Phased Consistency Model (PCM) is (probably) current one of the most powerful sampling acceleration strategy for fast text-conditioned image generation in large diffusion models.

Consistency Model (CM), proposed by Yang Song et al, is a promising new famility of generative models that can generate high-fidelity images with very few steps (generally 2 steps) under the unconditional and class-conditional settings. Previous work, latent-consistency model (LCM), tried to replicate the power of consistency models for text-conditioned generation, but generally failed to achieve pleasant results, especially in low-step regime (1~4 steps). Instead, we believe PCM is a much more successful extension to the original consistency models for high-resolution, text-conditioned image generation, better replicating the power of original consistency models for more advanced generation settings.

Generally, we show there are mainly three limitations of (L)CMs:

LCM lacks flexibility for CFG choosing and is insensitive to negative prompts.
LCM fails to produce consistent results under different inference steps. Its results are blurry when step is too large (Stochastic sampling error) or small (inability).
LCM produces bad and blurry results at low-step regime.

These limitaions can be explicitly viewed from the following figure.

We generalize the design space of consistency models for high-resolution text-conditioned image generation, analyzing and tackling the limitations in the previous work LCM.

PF-ODE

Diffusion model, from a continuous time perspective, actually defines a forward conditional probability path, with a general representation of $\alpha_t \mathbf x_0 + \sigma_t \boldsymbol \epsilon \sim \mathcal N(\alpha_t\mathbf x_0, \sigma_{t}^2\mathbf I)$ for intermediate distribution $\mathbb P_{t}(\mathbf x | \mathbf x_0)$ conditioned on $\mathbf x_0$, which is equivalent to the stochastic differential equation $\mathrm d\mathbf x_{t} = f_{t} \mathbf x_{t} \mathrm d t + g_{t} \mathrm d \boldsymbol w_{t}$ with $w_{t}$ denoting the standard Winer process.

For the forward SDE, a remarkable property is that there exists a reverse time ODE trajectory, which is termed as PF ODE by song et al, which does not introduce additional stochasticity and still satisfy the pre-defined marginal distribution, that is

$\mathrm d \mathbf x = (f_t - \frac{1}{2} g_{t}^2 \nabla_{\mathbf x} \log \mathbb P_{t}(\mathbf x)) \mathrm d t$,

where $\mathbb P_{t}(\mathbf x)= \mathbb E\left[\mathbb P_{t}(\mathbf x|\mathbf x_{0})| \mathbf x_{0}\right]$. The diffusion training process inherently trains a score estimator with deep neural network ($\boldsymbol s_{\theta}$).

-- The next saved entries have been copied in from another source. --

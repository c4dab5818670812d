//! Filesystem-backed gallery store with mtime-based cache invalidation.
//!
//! The filesystem is the database: each gallery is a directory under the
//! store root, described by a `metadata.yaml` descriptor. The store keeps
//! every gallery in memory and reconciles against disk by comparing the
//! descriptor's modification time with the last one observed — a
//! descriptor is re-read only when its mtime strictly exceeds the cached
//! value.
//!
//! # Consistency rules
//!
//! - [`refresh`](GalleryStore::refresh) is idempotent: with no filesystem
//!   change between calls, the second pass re-parses nothing and the
//!   cache is unchanged.
//! - A descriptor that fails to parse is logged and skipped; a prior good
//!   cache entry for that id is never evicted by a parse failure.
//! - A cached id whose descriptor vanished from disk is evicted.
//! - [`save_gallery`](GalleryStore::save_gallery) updates the cache from
//!   the just-written file, so the cache never lags behind a successful
//!   write made through the store.
//!
//! Both cache maps live behind one mutex and mutate as a unit, so
//! concurrent refreshes and saves cannot interleave per-map.

use std::collections::{HashMap, HashSet};
use std::fs;
use std::io;
use std::path::{Path, PathBuf};
use std::sync::{Mutex, MutexGuard};
use std::time::SystemTime;

use rayon::prelude::*;
use thiserror::Error;
use tracing::{info, warn};
use uuid::Uuid;

use crate::config::StoreConfig;
use crate::slug::generate_id;
use crate::types::{Gallery, GallerySummary};

/// Descriptor filename within each gallery directory.
pub const METADATA_FILENAME: &str = "metadata.yaml";

/// Rendition subdirectory holding the untouched uploaded payloads.
pub const FULL_DIR: &str = "images_full";
/// Rendition subdirectory bounded by 1920×1080.
pub const SMALL_DIR: &str = "images_small";
/// Rendition subdirectory bounded by 400×400.
pub const THUMB_DIR: &str = "images_thumb";
/// Subtree of originals snapshotted by the archival task.
pub const ORIGINALS_DIR: &str = "images";

#[derive(Error, Debug)]
pub enum StoreError {
    #[error("gallery not found: {0}")]
    NotFound(String),
    #[error("gallery directory does not exist: {0}")]
    MissingDirectory(PathBuf),
    #[error("IO error: {0}")]
    Io(#[from] std::io::Error),
    #[error("descriptor error: {0}")]
    Descriptor(#[from] serde_yaml::Error),
}

/// Cache maps guarded as one unit: an id present in `galleries` is
/// present in `mtimes` and vice versa.
#[derive(Default)]
struct StoreState {
    galleries: HashMap<String, Gallery>,
    mtimes: HashMap<String, SystemTime>,
}

/// Process-wide gallery store. See the [module docs](self) for the
/// consistency rules.
pub struct GalleryStore {
    root: PathBuf,
    max_id_length: usize,
    state: Mutex<StoreState>,
}

impl GalleryStore {
    /// Open the store: create the root directory if needed and run the
    /// initial filesystem scan.
    pub fn open(config: &StoreConfig) -> Result<Self, StoreError> {
        fs::create_dir_all(&config.root_dir)?;
        let store = Self {
            root: config.root_dir.clone(),
            max_id_length: config.max_id_length,
            state: Mutex::new(StoreState::default()),
        };
        store.refresh()?;
        Ok(store)
    }

    /// Root directory holding one subdirectory per gallery.
    pub fn root(&self) -> &Path {
        &self.root
    }

    /// Directory of a gallery (existing or not).
    pub fn gallery_dir(&self, id: &str) -> PathBuf {
        self.root.join(id)
    }

    fn state(&self) -> MutexGuard<'_, StoreState> {
        self.state.lock().expect("gallery store mutex poisoned")
    }

    /// Reconcile the cache against the directory tree.
    ///
    /// Holds the store lock for the whole pass so concurrent refreshes
    /// serialize; descriptor parsing of changed entries fans out to
    /// rayon workers.
    pub fn refresh(&self) -> Result<(), StoreError> {
        let mut state = self.state();
        let mut seen: HashSet<String> = HashSet::new();
        let mut pending: Vec<(String, PathBuf, SystemTime)> = Vec::new();

        for entry in fs::read_dir(&self.root)? {
            let entry = entry?;
            if !entry.file_type()?.is_dir() {
                continue;
            }
            let Some(id) = entry.file_name().to_str().map(String::from) else {
                continue; // non-UTF-8 names cannot be gallery ids
            };
            let descriptor = entry.path().join(METADATA_FILENAME);
            let Ok(meta) = fs::metadata(&descriptor) else {
                continue; // a directory without a descriptor is not a gallery
            };
            let mtime = meta.modified()?;
            seen.insert(id.clone());
            if state.mtimes.get(&id).is_none_or(|cached| mtime > *cached) {
                pending.push((id, descriptor, mtime));
            }
        }

        let parsed: Vec<_> = pending
            .into_par_iter()
            .map(|(id, path, mtime)| {
                let result = load_descriptor(&path);
                (id, path, mtime, result)
            })
            .collect();

        for (id, path, mtime, result) in parsed {
            match result {
                Ok(gallery) if gallery.id == id => {
                    state.galleries.insert(id.clone(), gallery);
                    state.mtimes.insert(id, mtime);
                }
                Ok(gallery) => {
                    // Descriptor claims a different id than its directory.
                    // Treat like a parse failure: keep any prior entry.
                    warn!(
                        "descriptor {} declares id {:?}, directory is {:?}; skipping",
                        path.display(),
                        gallery.id,
                        id
                    );
                }
                Err(err) => {
                    warn!("skipping unreadable descriptor {}: {err}", path.display());
                }
            }
        }

        state.galleries.retain(|id, _| seen.contains(id));
        state.mtimes.retain(|id, _| seen.contains(id));
        Ok(())
    }

    /// Fetch a gallery by id from the cache.
    pub fn get(&self, id: &str) -> Option<Gallery> {
        self.state().galleries.get(id).cloned()
    }

    /// Listing projections of all cached galleries, sorted by id.
    pub fn list(&self) -> Vec<GallerySummary> {
        let state = self.state();
        let mut summaries: Vec<GallerySummary> = state
            .galleries
            .values()
            .map(GallerySummary::from_gallery)
            .collect();
        summaries.sort_by(|a, b| a.id.cmp(&b.id));
        summaries
    }

    /// Create a gallery: derive a unique id, lay out the directory
    /// skeleton, and persist the descriptor.
    ///
    /// Losing the create race (another writer claimed the freshly
    /// generated directory first) is retried once with a salted name,
    /// as a second collision through two filesystem probes is not a
    /// race anymore but an IO problem worth surfacing.
    pub fn create_gallery(&self, name: &str, author: &str) -> Result<Gallery, StoreError> {
        let existing: HashSet<String> = self.state().galleries.keys().cloned().collect();

        let id = generate_id(name, &existing, &self.root, self.max_id_length);
        let id = match create_skeleton(&self.root.join(&id)) {
            Ok(()) => id,
            Err(err) if err.kind() == io::ErrorKind::AlreadyExists => {
                let salt = Uuid::new_v4().simple().to_string();
                let salted = format!("{name}-{}", &salt[..4]);
                let id = generate_id(&salted, &existing, &self.root, self.max_id_length);
                create_skeleton(&self.root.join(&id))?;
                id
            }
            Err(err) => return Err(err.into()),
        };

        let gallery = Gallery::new(id, name, author);
        self.save_gallery(&gallery)?;
        info!("created gallery {}", gallery.id);
        Ok(gallery)
    }

    /// Replace a gallery's name and author, bump its timestamp, and
    /// persist.
    pub fn update_gallery(
        &self,
        id: &str,
        name: &str,
        author: &str,
    ) -> Result<Gallery, StoreError> {
        let mut gallery = self
            .get(id)
            .ok_or_else(|| StoreError::NotFound(id.to_string()))?;
        gallery.name = name.to_string();
        gallery.author = author.to_string();
        gallery.touch();
        self.save_gallery(&gallery)?;
        Ok(gallery)
    }

    /// Serialize a gallery to its descriptor and update the cache from
    /// the just-written file's mtime.
    pub fn save_gallery(&self, gallery: &Gallery) -> Result<(), StoreError> {
        let dir = self.gallery_dir(&gallery.id);
        fs::create_dir_all(&dir)?;

        let descriptor = dir.join(METADATA_FILENAME);
        let yaml = serde_yaml::to_string(gallery)?;
        fs::write(&descriptor, yaml)?;
        let mtime = fs::metadata(&descriptor)?.modified()?;

        let mut state = self.state();
        state.galleries.insert(gallery.id.clone(), gallery.clone());
        state.mtimes.insert(gallery.id.clone(), mtime);
        Ok(())
    }

    /// Remove an image's three rendition files and drop it from the
    /// gallery's in-memory list. Returns `Ok(false)` when the id is not
    /// in the list.
    ///
    /// The caller persists the updated gallery; the list is only mutated
    /// once all three files are gone. A rendition already missing from
    /// disk is a data-integrity problem and surfaces as the underlying
    /// IO error.
    pub fn delete_gallery_image(
        &self,
        gallery: &mut Gallery,
        image_id: &str,
    ) -> Result<bool, StoreError> {
        let Some(index) = gallery.images.iter().position(|img| img.id == image_id) else {
            return Ok(false);
        };

        let dir = self.gallery_dir(&gallery.id);
        let sizes = &gallery.images[index].sizes;
        for rendition in [&sizes.full, &sizes.small, &sizes.thumb] {
            fs::remove_file(dir.join(rendition))?;
        }

        gallery.images.remove(index);
        Ok(true)
    }

    /// Remove a gallery's entire directory tree and evict it from the
    /// cache. Errors when the directory is already gone — callers are
    /// expected to check existence first.
    pub fn purge_gallery(&self, id: &str) -> Result<(), StoreError> {
        let dir = self.gallery_dir(id);
        if !dir.is_dir() {
            return Err(StoreError::MissingDirectory(dir));
        }
        fs::remove_dir_all(&dir)?;

        let mut state = self.state();
        state.galleries.remove(id);
        state.mtimes.remove(id);
        info!("purged gallery {id}");
        Ok(())
    }
}

fn load_descriptor(path: &Path) -> Result<Gallery, StoreError> {
    let content = fs::read_to_string(path)?;
    Ok(serde_yaml::from_str(&content)?)
}

/// Create the gallery directory itself (failing if it already exists)
/// plus its fixed subdirectories.
fn create_skeleton(dir: &Path) -> io::Result<()> {
    fs::create_dir(dir)?;
    for sub in [FULL_DIR, SMALL_DIR, THUMB_DIR, ORIGINALS_DIR] {
        fs::create_dir_all(dir.join(sub))?;
    }
    Ok(())
}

Generally say, there are just infinite probable paths for reversing the SDE. However, the ODE trajectory, without any stochasticity, is basically more stable for sampling. Most schedulers, including DDIM, DPM-solver, Euler, and Heun, etc., applied in the stable diffusion community are generally based on the principle of better approximating the ODE trajectory. Most distillation-based methods including rectified-flow, guided distillation, can also generally be seen as better approximating the ODE trajectory with larger steps (though most of them did not discuss the relevant parts).

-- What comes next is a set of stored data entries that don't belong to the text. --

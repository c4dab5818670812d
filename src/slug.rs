//! Human-readable gallery identifiers derived from free text.
//!
//! A gallery id doubles as its directory name, so it must be
//! filesystem-safe (`[a-z0-9_-]`, bounded length) while staying
//! recognizable: "Зустріч 2024" becomes `zustrich-2024`, not a UUID.
//!
//! Derivation runs in two steps:
//!
//! 1. [`normalize_text`] — NFKD decomposition strips Latin diacritics,
//!    a fixed table romanizes Cyrillic, whitespace turns into dashes,
//!    anything else into underscores, and separator runs collapse.
//! 2. [`generate_id`] — resolves collisions against both the caller's
//!    known-id set and the filesystem, appending `-1`, `-2`, … and
//!    re-trimming the base so the result never exceeds `max_len`.
//!
//! Both steps are pure apart from the filesystem existence probe; the
//! caller's id set is never mutated.

use std::collections::HashSet;
use std::path::Path;

use unicode_normalization::UnicodeNormalization;
use unicode_normalization::char::is_combining_mark;
use uuid::Uuid;

/// Romanization table for Cyrillic, keyed by lowercase character.
/// Uppercase input is lowered before lookup. The soft sign maps to
/// nothing at all.
const CYRILLIC: &[(char, &str)] = &[
    ('а', "a"),
    ('б', "b"),
    ('в', "v"),
    ('г', "g"),
    ('ґ', "g"),
    ('д', "d"),
    ('е', "e"),
    ('є', "ye"),
    ('ж', "zh"),
    ('з', "z"),
    ('и', "y"),
    ('і', "i"),
    ('ї', "yi"),
    ('й', "y"),
    ('к', "k"),
    ('л', "l"),
    ('м', "m"),
    ('н', "n"),
    ('о', "o"),
    ('п', "p"),
    ('р', "r"),
    ('с', "s"),
    ('т', "t"),
    ('у', "u"),
    ('ф', "f"),
    ('х', "kh"),
    ('ц', "ts"),
    ('ч', "ch"),
    ('ш', "sh"),
    ('щ', "shch"),
    ('ь', ""),
    ('ю', "yu"),
    ('я', "ya"),
];

fn transliterate(ch: char) -> Option<&'static str> {
    let low = ch.to_lowercase().next().unwrap_or(ch);
    CYRILLIC
        .iter()
        .find(|(key, _)| *key == low)
        .map(|(_, out)| *out)
}

/// Normalize free text into `[a-z0-9_-]*`.
///
/// - NFKD-decomposes and drops combining marks, so `é` → `e`
/// - Romanizes Cyrillic via the fixed table
/// - Whitespace → `-`; other unmappable characters → `_`
/// - Lowercases everything
/// - Collapses separator runs to one character (a run containing a dash
///   collapses to `-`, a pure underscore run to `_`) and strips
///   leading/trailing separators
///
/// Returns an empty string when nothing survives (e.g. CJK-only input).
pub fn normalize_text(text: &str) -> String {
    let mut out = String::with_capacity(text.len());
    // (seen any dash, seen any separator) for the pending run
    let mut run: Option<bool> = None;

    for ch in text.trim().nfkd().filter(|c| !is_combining_mark(*c)) {
        let mapped: Mapped = if ch.is_whitespace() {
            Mapped::Separator('-')
        } else if ch.is_ascii_alphanumeric() {
            Mapped::Char(ch.to_ascii_lowercase())
        } else if ch == '-' || ch == '_' {
            Mapped::Separator(ch)
        } else if let Some(tr) = transliterate(ch) {
            Mapped::Str(tr)
        } else {
            Mapped::Separator('_')
        };

        match mapped {
            Mapped::Separator(sep) => {
                run = Some(run.unwrap_or(false) || sep == '-');
            }
            Mapped::Char(c) => {
                flush_run(&mut out, run.take());
                out.push(c);
            }
            Mapped::Str(s) => {
                if !s.is_empty() {
                    flush_run(&mut out, run.take());
                    out.push_str(s);
                }
            }
        }
    }
    // A trailing run is dropped, which strips trailing separators.
    out
}

enum Mapped {
    Char(char),
    Str(&'static str),
    Separator(char),
}

fn flush_run(out: &mut String, run: Option<bool>) {
    if let Some(had_dash) = run
        && !out.is_empty()
    {
        out.push(if had_dash { '-' } else { '_' });
    }
}

/// Random lowercase-hex identifier of exactly `len` characters.
fn random_hex(len: usize) -> String {
    let mut s = String::with_capacity(len);
    while s.len() < len {
        s.push_str(Uuid::new_v4().simple().to_string().as_str());
    }
    s.truncate(len);
    s
}

fn id_taken(candidate: &str, existing_ids: &HashSet<String>, root_dir: &Path) -> bool {
    existing_ids.contains(candidate) || root_dir.join(candidate).exists()
}

/// Derive a unique, filesystem-safe id from `name`.
///
/// The candidate is checked against `existing_ids` and against directory
/// entries under `root_dir`. On collision a `-1`, `-2`, … suffix is
/// appended, trimming the base so base+suffix stays within `max_len`.
/// When the base cannot be trimmed any further, a random hex id takes
/// its place. Each suffix is distinct, so the loop always terminates.
pub fn generate_id(
    name: &str,
    existing_ids: &HashSet<String>,
    root_dir: &Path,
    max_len: usize,
) -> String {
    let mut base = normalize_text(name);
    if base.is_empty() {
        base = format!("gallery-{}", random_hex(8));
    }
    base.truncate(max_len);
    // Truncation may leave a dangling separator
    let base = base.trim_end_matches(['-', '_']).to_string();

    let mut candidate = base.clone();
    let mut counter: u32 = 1;

    while id_taken(&candidate, existing_ids, root_dir) {
        let suffix = format!("-{counter}");
        if suffix.len() >= max_len {
            candidate = random_hex(max_len);
        } else {
            let allowed = max_len - suffix.len();
            let trimmed = base[..base.len().min(allowed)].trim_end_matches(['-', '_']);
            candidate = format!("{trimmed}{suffix}");
        }
        counter += 1;
    }
    candidate
}

#[cfg(test)]
mod tests {
    use super::*;
    use std::fs;
    use tempfile::TempDir;

    fn ids(entries: &[&str]) -> HashSet<String> {
        entries.iter().map(|s| s.to_string()).collect()
    }

    // =========================================================================
    // normalize_text
    // =========================================================================

    #[test]
    fn normalize_plain_ascii() {
        assert_eq!(normalize_text("Summer Trip 2024"), "summer-trip-2024");
    }

    #[test]
    fn normalize_strips_latin_diacritics() {
        assert_eq!(normalize_text("Café Noël"), "cafe-noel");
        assert_eq!(normalize_text("München"), "munchen");
    }

    #[test]
    fn normalize_transliterates_cyrillic() {
        assert_eq!(normalize_text("Зустріч 2024"), "zustrich-2024");
        assert_eq!(normalize_text("Щастя"), "shchastya");
        assert_eq!(normalize_text("Хліб"), "khlib");
    }

    #[test]
    fn normalize_decomposes_before_transliterating() {
        // NFKD splits ї into і plus a combining diaeresis, so the base
        // letter is what reaches the table
        assert_eq!(normalize_text("Їжак"), "izhak");
        assert_eq!(normalize_text("Гайок"), "gayok");
    }

    #[test]
    fn normalize_drops_soft_sign() {
        assert_eq!(normalize_text("Львів"), "lviv");
    }

    #[test]
    fn normalize_replaces_unmappable_with_underscore() {
        assert_eq!(normalize_text("a@b"), "a_b");
        // Space + '#' form one mixed run, which prefers the dash
        assert_eq!(normalize_text("day #1"), "day-1");
    }

    #[test]
    fn normalize_collapses_separator_runs() {
        assert_eq!(normalize_text("a---b"), "a-b");
        assert_eq!(normalize_text("a___b"), "a_b");
        // Mixed runs prefer the dash
        assert_eq!(normalize_text("a-_-b"), "a-b");
        assert_eq!(normalize_text("a _ b"), "a-b");
    }

    #[test]
    fn normalize_strips_leading_and_trailing_separators() {
        assert_eq!(normalize_text("--hello--"), "hello");
        assert_eq!(normalize_text("  hello  "), "hello");
        assert_eq!(normalize_text("!!hello!!"), "hello");
    }

    #[test]
    fn normalize_empty_for_unmappable_only_input() {
        assert_eq!(normalize_text("日本語"), "");
        assert_eq!(normalize_text("@#$%"), "");
        assert_eq!(normalize_text(""), "");
    }

    #[test]
    fn normalize_output_charset() {
        for input in ["Ünïcødé!", "Фото з відпустки", "  a b\tc\nd  ", "x™y"] {
            let out = normalize_text(input);
            assert!(
                out.chars()
                    .all(|c| c.is_ascii_lowercase() || c.is_ascii_digit() || c == '-' || c == '_'),
                "bad char in {out:?} from {input:?}"
            );
        }
    }

    // =========================================================================
    // generate_id
    // =========================================================================

    #[test]
    fn generate_simple_id() {
        let tmp = TempDir::new().unwrap();
        let id = generate_id("Spring Trip", &HashSet::new(), tmp.path(), 30);
        assert_eq!(id, "spring-trip");
    }

    #[test]
    fn generate_suffixes_on_set_collision() {
        let tmp = TempDir::new().unwrap();
        let existing = ids(&["zustrich-2024"]);
        let id = generate_id("Зустріч 2024", &existing, tmp.path(), 30);
        assert_eq!(id, "zustrich-2024-1");
    }

    #[test]
    fn generate_increments_past_taken_suffixes() {
        let tmp = TempDir::new().unwrap();
        let existing = ids(&["trip", "trip-1", "trip-2"]);
        assert_eq!(generate_id("trip", &existing, tmp.path(), 30), "trip-3");
    }

    #[test]
    fn generate_detects_filesystem_collision() {
        let tmp = TempDir::new().unwrap();
        fs::create_dir(tmp.path().join("spring-trip")).unwrap();
        let id = generate_id("Spring Trip", &HashSet::new(), tmp.path(), 30);
        assert_eq!(id, "spring-trip-1");
    }

    #[test]
    fn generate_respects_max_len_with_suffix() {
        let tmp = TempDir::new().unwrap();
        let existing = ids(&["very-long-gallery"]);
        let id = generate_id("very long gallery name here", &existing, tmp.path(), 17);
        assert!(id.len() <= 17, "{id:?} exceeds max_len");
        assert!(id.ends_with("-1"));
        // Base is re-trimmed, not just chopped mid-separator
        assert!(!id.contains("--"));
    }

    #[test]
    fn generate_falls_back_to_random_for_empty_name() {
        let tmp = TempDir::new().unwrap();
        let id = generate_id("日本語", &HashSet::new(), tmp.path(), 30);
        assert!(id.starts_with("gallery-"), "got {id:?}");
        assert!(id.len() <= 30);
    }

    #[test]
    fn generate_output_is_always_safe_and_fresh() {
        let tmp = TempDir::new().unwrap();
        fs::create_dir(tmp.path().join("caf")).unwrap();
        let existing = ids(&["cafe", "cafe-1"]);

        for input in ["Café", "", "Зустріч 2024", "a b c", "@@@"] {
            let id = generate_id(input, &existing, tmp.path(), 12);
            assert!(!id.is_empty());
            assert!(id.len() <= 12);
            assert!(
                id.chars()
                    .all(|c| c.is_ascii_lowercase() || c.is_ascii_digit() || c == '-' || c == '_')
            );
            assert!(!existing.contains(&id));
            assert!(!tmp.path().join(&id).exists());
        }
    }

    #[test]
    fn generate_tiny_max_len_still_terminates() {
        let tmp = TempDir::new().unwrap();
        let existing = ids(&["a", "b", "c"]);
        let id = generate_id("a", &existing, tmp.path(), 2);
        assert!(id.len() <= 2);
        assert!(!existing.contains(&id));
    }
}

Consistency models aims directly learn the solution point of the ODE trajectory either through distillation or training.

In PCMs, we focus our work on the distillation, which is generally easier for learning. For training, we leave it for futural research.

Learning Paradigm Comparison

Consistency Trajectory Model (CTM) points out that CM suffer from the stochasticity error accumulation when applied for multistep sampling for better sample quality and propose a more general framework, allowing for arbitrary pair moving along the ODE trajectory. Yet, it requires an additional target timesteps embedding, which is not aligned with design space of traditional diffusion models. Additionally, CTM is basically harder to train. Say we discretizing the ODE trajectory into $N$ points, the learning objective of diffusion models and consistency models are all $\mathcal O( N)$. Yet the number of learning objectives of CTM is $\mathcal O(N^2)$. Our proposed PCM, also solving the stochasticity error accumulation, but is much easier for training.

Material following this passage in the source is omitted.